- [Problem requirements] Search the material for the string "only" and copy each line where it occurs.

- [Source material]
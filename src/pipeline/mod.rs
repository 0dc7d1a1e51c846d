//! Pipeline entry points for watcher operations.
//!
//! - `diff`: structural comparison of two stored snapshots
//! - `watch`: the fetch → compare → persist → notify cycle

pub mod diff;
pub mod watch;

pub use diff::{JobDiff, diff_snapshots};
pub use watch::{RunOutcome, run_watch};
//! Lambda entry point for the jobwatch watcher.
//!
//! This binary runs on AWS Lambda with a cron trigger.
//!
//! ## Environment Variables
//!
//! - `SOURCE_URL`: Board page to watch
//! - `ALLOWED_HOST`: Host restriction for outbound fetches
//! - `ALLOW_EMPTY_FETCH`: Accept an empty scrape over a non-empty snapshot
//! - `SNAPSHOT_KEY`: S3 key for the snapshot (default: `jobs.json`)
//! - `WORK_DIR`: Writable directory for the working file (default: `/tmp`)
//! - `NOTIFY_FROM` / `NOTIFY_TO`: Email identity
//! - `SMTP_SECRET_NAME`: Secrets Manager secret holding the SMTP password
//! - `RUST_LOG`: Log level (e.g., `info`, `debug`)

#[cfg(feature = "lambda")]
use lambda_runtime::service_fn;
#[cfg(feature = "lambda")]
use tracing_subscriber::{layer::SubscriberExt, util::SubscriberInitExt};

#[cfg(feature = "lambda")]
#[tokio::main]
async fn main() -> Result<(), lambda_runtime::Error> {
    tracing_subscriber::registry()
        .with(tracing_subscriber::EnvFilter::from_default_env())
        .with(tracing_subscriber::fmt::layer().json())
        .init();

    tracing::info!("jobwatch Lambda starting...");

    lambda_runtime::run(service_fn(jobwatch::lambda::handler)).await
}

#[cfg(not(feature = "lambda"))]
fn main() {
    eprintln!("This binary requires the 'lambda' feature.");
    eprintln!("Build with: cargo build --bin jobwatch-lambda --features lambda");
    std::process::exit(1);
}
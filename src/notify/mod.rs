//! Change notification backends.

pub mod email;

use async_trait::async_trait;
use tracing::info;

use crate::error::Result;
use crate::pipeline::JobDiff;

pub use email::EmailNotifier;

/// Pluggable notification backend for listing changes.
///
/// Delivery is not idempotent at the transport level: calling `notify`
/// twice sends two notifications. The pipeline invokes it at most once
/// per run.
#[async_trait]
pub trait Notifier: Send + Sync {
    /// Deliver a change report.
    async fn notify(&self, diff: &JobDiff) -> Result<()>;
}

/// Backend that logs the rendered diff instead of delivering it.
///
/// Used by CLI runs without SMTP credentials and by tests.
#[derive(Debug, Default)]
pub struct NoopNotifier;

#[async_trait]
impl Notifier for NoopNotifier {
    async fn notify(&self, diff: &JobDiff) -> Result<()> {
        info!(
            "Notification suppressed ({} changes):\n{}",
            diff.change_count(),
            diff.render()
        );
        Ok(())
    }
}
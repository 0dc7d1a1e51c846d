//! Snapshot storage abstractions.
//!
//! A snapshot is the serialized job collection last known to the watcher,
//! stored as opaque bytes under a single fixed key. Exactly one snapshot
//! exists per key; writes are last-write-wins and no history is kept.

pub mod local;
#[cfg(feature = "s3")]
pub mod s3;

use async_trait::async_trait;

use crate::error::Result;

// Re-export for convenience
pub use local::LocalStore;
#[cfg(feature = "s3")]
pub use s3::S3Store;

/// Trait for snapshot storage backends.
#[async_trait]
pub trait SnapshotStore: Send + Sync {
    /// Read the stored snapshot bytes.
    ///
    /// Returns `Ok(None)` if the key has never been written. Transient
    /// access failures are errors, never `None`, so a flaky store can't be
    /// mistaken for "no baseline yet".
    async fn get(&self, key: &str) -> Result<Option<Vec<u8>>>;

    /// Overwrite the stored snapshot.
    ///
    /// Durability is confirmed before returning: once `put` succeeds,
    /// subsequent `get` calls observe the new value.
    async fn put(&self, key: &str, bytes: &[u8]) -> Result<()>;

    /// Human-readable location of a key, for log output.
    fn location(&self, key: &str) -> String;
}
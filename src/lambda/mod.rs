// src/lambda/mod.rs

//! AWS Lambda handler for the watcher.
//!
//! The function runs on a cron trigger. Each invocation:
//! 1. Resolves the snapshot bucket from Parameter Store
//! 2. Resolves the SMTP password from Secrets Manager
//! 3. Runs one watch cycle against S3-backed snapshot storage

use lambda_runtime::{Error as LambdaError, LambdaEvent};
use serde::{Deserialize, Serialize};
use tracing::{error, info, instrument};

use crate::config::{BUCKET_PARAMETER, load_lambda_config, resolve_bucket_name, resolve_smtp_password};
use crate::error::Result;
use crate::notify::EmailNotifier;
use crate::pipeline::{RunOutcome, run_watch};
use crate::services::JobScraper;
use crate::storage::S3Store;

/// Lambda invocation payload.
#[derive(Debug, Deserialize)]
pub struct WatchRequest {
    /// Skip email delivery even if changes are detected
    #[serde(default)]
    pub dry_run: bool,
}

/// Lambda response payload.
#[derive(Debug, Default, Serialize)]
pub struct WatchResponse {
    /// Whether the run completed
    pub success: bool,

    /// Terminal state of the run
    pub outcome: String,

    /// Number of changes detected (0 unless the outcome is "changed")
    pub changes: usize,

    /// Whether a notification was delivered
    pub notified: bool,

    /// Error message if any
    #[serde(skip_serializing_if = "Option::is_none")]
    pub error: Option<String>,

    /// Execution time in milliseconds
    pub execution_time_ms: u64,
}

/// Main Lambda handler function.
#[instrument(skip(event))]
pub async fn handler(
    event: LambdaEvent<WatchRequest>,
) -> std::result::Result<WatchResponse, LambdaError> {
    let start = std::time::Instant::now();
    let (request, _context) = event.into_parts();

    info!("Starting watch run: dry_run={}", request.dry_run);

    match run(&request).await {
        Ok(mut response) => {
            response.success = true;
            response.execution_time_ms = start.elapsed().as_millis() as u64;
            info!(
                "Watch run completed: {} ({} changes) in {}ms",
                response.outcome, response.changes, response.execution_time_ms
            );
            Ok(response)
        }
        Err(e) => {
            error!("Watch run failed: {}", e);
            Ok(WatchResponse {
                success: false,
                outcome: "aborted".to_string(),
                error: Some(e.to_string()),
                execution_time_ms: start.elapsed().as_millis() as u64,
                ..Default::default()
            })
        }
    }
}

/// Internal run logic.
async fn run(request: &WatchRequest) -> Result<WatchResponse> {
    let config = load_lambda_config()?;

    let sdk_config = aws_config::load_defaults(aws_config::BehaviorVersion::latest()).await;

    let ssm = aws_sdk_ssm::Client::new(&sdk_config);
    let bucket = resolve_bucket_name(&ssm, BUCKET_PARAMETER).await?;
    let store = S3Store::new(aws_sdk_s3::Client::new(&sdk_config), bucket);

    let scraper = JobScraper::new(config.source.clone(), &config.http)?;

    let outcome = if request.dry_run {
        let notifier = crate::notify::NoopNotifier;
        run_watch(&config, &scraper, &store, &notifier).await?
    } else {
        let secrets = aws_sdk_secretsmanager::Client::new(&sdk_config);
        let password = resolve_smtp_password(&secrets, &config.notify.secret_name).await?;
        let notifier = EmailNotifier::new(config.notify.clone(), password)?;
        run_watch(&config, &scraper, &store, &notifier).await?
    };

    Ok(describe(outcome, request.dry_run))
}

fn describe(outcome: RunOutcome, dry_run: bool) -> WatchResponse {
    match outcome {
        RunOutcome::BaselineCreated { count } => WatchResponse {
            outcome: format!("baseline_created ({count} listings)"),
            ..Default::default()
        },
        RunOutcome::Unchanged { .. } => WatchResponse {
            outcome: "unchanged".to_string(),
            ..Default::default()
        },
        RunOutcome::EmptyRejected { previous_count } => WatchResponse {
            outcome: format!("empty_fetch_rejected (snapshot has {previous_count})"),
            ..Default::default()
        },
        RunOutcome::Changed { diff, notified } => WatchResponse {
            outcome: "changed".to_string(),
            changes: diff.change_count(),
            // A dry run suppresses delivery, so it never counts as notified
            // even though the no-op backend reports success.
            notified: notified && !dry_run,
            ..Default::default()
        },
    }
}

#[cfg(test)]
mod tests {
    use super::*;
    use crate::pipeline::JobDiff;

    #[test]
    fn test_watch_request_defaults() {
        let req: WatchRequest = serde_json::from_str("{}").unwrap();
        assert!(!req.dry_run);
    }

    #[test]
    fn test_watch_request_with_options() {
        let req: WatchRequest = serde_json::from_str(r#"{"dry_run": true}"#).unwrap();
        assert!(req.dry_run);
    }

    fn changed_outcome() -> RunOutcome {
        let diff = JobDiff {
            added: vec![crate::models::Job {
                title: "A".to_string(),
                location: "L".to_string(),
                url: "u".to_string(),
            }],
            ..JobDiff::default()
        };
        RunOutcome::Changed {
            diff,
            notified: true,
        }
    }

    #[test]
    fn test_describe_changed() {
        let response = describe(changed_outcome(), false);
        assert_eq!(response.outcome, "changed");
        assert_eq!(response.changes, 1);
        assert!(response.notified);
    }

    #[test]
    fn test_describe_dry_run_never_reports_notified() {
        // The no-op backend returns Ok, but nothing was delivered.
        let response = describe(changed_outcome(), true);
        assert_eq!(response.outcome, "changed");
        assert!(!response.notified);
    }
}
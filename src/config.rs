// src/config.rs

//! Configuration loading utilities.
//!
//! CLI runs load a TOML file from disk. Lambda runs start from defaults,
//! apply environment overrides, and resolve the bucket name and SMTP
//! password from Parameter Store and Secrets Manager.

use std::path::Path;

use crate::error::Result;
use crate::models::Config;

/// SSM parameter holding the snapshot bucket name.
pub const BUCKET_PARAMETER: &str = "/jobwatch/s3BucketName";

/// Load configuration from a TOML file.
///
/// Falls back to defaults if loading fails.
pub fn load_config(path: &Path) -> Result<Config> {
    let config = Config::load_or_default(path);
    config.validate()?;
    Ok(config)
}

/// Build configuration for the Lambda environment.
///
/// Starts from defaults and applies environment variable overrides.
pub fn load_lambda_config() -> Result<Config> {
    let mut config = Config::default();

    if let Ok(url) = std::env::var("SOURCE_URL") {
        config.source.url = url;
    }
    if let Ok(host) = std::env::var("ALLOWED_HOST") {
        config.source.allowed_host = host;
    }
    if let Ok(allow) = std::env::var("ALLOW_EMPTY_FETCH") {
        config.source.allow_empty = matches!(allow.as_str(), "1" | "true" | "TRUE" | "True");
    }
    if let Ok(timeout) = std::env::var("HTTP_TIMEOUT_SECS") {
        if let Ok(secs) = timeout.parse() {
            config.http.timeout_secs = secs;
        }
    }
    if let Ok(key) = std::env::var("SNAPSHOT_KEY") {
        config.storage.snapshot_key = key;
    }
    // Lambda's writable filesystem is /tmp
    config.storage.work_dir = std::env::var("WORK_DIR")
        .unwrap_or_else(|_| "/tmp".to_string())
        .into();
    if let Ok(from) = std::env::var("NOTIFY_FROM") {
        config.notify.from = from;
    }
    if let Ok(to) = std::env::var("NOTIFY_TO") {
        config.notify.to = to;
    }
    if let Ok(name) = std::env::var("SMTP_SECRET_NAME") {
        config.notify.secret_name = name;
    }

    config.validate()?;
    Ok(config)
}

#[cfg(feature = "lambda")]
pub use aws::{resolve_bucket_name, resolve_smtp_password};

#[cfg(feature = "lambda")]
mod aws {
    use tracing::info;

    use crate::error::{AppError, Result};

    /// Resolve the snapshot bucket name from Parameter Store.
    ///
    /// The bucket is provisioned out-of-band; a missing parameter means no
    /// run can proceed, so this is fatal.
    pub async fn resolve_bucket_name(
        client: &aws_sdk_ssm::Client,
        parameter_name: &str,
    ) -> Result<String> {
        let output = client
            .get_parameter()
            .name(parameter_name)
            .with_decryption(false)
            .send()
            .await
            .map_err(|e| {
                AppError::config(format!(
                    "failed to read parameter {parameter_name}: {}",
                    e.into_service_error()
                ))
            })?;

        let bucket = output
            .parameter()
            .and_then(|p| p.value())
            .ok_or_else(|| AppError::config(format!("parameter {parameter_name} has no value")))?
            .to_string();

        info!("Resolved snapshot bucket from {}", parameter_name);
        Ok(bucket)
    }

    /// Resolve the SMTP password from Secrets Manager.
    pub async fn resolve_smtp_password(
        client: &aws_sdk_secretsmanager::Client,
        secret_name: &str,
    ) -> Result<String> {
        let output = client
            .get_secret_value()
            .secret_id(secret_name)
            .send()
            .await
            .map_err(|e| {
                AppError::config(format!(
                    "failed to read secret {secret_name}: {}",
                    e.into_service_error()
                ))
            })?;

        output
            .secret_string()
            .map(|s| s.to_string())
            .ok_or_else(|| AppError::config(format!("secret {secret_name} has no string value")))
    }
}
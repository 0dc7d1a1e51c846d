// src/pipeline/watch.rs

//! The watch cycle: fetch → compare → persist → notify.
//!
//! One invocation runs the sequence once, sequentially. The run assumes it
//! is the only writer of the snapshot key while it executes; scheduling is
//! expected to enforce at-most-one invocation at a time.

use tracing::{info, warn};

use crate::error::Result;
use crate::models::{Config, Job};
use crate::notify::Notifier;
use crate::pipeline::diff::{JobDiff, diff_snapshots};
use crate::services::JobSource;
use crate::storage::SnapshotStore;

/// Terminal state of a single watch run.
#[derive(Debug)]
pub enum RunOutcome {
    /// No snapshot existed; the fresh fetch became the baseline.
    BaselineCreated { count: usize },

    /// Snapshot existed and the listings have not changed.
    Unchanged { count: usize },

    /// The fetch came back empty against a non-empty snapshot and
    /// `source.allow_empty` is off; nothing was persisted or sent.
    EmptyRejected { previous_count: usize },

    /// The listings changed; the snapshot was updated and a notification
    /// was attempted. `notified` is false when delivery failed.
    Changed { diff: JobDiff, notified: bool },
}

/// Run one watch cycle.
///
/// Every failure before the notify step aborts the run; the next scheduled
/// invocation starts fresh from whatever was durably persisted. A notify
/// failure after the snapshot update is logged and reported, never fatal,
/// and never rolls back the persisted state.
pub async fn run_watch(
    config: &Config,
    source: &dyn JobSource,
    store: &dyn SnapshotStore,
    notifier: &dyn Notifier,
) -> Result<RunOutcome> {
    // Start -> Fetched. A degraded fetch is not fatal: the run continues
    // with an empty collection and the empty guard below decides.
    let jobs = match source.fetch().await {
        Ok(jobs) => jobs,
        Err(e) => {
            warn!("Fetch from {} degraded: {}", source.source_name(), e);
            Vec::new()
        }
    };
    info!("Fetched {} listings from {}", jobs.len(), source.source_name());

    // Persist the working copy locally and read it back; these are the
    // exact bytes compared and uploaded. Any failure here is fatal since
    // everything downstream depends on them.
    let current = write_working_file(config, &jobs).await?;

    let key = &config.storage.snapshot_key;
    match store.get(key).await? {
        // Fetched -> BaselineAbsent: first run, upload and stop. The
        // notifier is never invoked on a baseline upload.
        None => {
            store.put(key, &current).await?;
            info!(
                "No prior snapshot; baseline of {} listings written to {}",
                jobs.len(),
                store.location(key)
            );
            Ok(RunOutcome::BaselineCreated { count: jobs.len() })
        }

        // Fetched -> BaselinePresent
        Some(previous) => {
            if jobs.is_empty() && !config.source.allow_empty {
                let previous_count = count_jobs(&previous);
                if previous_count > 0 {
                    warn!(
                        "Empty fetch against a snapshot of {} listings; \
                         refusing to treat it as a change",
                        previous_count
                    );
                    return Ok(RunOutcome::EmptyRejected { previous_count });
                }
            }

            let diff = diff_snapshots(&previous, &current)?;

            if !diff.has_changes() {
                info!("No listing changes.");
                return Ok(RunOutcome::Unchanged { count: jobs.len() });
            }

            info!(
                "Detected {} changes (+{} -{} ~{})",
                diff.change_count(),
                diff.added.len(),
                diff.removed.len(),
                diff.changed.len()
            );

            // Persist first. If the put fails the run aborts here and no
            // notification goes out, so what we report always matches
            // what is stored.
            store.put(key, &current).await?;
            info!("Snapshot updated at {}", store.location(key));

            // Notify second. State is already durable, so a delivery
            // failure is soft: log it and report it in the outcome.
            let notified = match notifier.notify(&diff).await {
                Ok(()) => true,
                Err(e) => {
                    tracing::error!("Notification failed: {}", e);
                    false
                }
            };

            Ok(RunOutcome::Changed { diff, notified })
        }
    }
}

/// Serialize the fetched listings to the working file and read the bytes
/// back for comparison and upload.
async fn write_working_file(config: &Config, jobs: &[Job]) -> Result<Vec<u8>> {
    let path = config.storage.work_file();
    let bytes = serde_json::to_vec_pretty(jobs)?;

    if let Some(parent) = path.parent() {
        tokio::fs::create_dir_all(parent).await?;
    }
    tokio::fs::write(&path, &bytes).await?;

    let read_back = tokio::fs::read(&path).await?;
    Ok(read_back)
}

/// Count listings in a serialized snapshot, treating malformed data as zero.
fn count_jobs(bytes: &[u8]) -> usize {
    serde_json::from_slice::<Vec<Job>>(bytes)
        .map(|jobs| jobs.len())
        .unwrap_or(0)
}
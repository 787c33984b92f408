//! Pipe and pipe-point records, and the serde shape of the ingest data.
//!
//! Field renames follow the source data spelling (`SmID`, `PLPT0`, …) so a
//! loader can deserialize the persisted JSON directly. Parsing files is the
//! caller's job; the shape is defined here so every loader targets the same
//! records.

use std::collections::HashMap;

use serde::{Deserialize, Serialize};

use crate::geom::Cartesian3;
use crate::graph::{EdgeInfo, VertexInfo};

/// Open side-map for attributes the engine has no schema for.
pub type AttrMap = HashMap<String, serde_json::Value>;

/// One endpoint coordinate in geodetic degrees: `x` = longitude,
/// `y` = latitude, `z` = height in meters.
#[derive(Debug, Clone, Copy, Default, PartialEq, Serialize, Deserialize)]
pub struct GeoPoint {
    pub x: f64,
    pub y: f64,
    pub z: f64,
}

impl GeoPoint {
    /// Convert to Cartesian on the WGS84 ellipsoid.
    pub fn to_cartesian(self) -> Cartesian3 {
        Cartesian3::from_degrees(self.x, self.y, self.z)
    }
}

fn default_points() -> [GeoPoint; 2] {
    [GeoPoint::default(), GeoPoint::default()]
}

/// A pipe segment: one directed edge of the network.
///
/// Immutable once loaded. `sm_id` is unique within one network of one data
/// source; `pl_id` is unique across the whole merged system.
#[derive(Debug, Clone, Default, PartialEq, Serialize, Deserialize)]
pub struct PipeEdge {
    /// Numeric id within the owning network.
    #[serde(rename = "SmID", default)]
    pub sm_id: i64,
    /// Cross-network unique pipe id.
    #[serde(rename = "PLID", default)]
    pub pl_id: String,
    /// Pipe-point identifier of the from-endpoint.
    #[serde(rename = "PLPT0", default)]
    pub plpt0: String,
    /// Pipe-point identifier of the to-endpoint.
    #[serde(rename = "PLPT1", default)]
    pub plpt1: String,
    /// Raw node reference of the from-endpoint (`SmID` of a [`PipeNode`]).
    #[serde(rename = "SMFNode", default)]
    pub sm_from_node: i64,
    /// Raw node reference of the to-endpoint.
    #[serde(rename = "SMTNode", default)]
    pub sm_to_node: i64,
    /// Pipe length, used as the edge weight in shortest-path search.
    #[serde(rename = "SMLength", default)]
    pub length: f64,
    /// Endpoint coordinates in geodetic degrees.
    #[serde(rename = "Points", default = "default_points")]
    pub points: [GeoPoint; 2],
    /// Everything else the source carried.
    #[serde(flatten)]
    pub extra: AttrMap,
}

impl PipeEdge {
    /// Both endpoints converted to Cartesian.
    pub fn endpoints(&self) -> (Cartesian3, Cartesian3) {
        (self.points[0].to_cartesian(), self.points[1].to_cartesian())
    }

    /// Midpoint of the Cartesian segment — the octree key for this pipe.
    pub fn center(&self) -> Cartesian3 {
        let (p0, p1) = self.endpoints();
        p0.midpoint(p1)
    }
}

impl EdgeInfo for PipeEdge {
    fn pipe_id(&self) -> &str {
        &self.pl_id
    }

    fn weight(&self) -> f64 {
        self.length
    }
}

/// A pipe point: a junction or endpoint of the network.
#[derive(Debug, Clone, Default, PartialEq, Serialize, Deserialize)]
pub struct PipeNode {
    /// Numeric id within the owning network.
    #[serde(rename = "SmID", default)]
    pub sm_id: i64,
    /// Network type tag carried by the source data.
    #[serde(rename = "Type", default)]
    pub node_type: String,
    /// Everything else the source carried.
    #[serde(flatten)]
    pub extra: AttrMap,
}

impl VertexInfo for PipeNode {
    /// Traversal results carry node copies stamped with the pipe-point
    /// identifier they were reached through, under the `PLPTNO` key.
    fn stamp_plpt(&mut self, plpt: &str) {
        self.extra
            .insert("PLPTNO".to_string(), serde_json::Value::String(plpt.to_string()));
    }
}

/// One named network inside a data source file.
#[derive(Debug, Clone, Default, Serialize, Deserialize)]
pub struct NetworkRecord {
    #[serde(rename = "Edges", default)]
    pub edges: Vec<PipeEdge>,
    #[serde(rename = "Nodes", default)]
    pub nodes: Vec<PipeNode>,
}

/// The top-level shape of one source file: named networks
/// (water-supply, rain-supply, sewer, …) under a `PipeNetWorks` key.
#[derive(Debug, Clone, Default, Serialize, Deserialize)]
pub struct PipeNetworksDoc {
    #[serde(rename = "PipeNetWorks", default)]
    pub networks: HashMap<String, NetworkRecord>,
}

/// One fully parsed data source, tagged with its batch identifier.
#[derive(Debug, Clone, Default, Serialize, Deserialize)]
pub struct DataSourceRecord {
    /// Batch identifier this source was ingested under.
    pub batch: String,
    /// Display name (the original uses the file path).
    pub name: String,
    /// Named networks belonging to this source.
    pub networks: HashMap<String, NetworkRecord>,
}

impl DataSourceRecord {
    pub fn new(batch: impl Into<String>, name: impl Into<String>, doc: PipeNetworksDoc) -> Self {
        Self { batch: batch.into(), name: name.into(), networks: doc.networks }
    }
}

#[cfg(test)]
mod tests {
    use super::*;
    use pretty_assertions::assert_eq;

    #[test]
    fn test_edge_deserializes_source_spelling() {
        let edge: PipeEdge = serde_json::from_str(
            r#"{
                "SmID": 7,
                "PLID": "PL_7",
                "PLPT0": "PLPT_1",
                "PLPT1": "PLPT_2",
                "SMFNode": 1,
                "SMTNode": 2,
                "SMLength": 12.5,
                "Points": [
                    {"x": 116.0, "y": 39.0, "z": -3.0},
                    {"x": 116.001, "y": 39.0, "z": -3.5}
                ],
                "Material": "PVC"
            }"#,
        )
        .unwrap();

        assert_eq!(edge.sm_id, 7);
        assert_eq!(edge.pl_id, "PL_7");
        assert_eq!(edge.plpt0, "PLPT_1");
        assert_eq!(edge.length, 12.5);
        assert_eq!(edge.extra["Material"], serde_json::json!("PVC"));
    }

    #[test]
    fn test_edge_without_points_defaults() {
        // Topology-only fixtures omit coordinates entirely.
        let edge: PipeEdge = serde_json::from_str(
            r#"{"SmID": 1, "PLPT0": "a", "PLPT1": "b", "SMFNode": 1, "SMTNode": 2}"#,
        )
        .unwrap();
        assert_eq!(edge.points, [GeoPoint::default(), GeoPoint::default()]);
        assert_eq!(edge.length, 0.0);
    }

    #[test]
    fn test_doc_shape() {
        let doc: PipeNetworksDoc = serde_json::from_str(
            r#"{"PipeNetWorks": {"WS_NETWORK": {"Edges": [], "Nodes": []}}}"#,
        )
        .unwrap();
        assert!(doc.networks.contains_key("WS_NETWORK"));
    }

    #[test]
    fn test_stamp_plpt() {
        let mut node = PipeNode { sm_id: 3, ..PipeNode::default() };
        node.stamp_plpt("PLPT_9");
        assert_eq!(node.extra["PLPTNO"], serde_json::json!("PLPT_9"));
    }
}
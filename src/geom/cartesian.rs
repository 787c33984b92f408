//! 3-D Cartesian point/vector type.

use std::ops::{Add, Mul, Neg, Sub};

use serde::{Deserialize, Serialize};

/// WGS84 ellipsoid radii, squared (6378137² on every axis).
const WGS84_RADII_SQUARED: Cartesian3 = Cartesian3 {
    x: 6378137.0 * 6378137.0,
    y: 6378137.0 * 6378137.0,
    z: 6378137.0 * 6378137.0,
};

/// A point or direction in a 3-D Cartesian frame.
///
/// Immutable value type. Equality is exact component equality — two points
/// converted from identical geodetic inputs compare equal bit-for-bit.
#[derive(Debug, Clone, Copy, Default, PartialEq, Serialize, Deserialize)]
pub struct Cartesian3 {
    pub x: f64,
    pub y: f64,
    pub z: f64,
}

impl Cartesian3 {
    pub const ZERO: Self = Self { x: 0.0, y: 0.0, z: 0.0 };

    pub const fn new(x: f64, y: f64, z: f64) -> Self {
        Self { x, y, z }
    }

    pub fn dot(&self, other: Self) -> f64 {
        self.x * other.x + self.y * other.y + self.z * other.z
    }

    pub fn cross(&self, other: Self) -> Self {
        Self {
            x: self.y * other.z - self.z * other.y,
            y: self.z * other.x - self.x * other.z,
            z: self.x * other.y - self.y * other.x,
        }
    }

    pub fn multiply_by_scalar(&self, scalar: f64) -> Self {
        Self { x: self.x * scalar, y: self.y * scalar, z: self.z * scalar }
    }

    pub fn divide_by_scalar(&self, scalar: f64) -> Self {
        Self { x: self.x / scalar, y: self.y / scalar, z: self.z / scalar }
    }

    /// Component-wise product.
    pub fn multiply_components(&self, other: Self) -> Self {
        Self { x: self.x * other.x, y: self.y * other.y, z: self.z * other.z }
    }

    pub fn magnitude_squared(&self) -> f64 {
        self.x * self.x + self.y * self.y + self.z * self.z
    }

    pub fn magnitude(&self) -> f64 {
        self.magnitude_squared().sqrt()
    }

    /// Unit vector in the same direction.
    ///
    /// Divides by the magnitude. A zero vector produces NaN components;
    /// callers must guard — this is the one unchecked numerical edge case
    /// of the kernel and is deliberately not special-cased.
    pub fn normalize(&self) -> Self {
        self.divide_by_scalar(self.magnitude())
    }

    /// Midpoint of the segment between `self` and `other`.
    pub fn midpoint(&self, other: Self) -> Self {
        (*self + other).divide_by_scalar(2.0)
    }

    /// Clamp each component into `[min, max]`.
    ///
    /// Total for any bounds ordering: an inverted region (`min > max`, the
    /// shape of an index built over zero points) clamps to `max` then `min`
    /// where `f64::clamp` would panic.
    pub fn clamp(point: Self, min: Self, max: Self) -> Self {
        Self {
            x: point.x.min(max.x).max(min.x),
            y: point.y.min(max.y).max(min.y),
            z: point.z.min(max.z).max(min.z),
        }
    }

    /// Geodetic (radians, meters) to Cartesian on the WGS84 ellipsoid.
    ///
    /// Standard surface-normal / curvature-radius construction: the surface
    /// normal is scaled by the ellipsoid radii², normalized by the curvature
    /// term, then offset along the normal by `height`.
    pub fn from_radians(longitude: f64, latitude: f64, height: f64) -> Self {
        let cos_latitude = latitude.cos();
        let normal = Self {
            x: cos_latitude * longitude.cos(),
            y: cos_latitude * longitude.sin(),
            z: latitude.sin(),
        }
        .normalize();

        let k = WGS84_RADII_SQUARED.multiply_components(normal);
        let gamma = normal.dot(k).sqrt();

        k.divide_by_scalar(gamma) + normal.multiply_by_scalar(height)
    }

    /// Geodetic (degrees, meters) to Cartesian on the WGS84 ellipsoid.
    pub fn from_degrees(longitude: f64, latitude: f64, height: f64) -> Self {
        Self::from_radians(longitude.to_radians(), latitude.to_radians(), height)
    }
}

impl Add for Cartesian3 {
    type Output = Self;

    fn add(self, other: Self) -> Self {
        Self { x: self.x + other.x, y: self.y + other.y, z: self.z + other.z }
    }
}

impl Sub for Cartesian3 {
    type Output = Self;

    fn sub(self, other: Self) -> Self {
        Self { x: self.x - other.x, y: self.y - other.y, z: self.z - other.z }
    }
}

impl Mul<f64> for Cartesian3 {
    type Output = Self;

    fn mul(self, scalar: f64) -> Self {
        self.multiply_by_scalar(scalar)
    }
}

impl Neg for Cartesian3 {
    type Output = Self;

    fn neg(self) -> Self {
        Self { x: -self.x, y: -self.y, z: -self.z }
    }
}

- [Result of this exercise]
//! is the only writer of the snapshot key while it executes; scheduling is
        // Topology-only fixtures omit coordinates entirely.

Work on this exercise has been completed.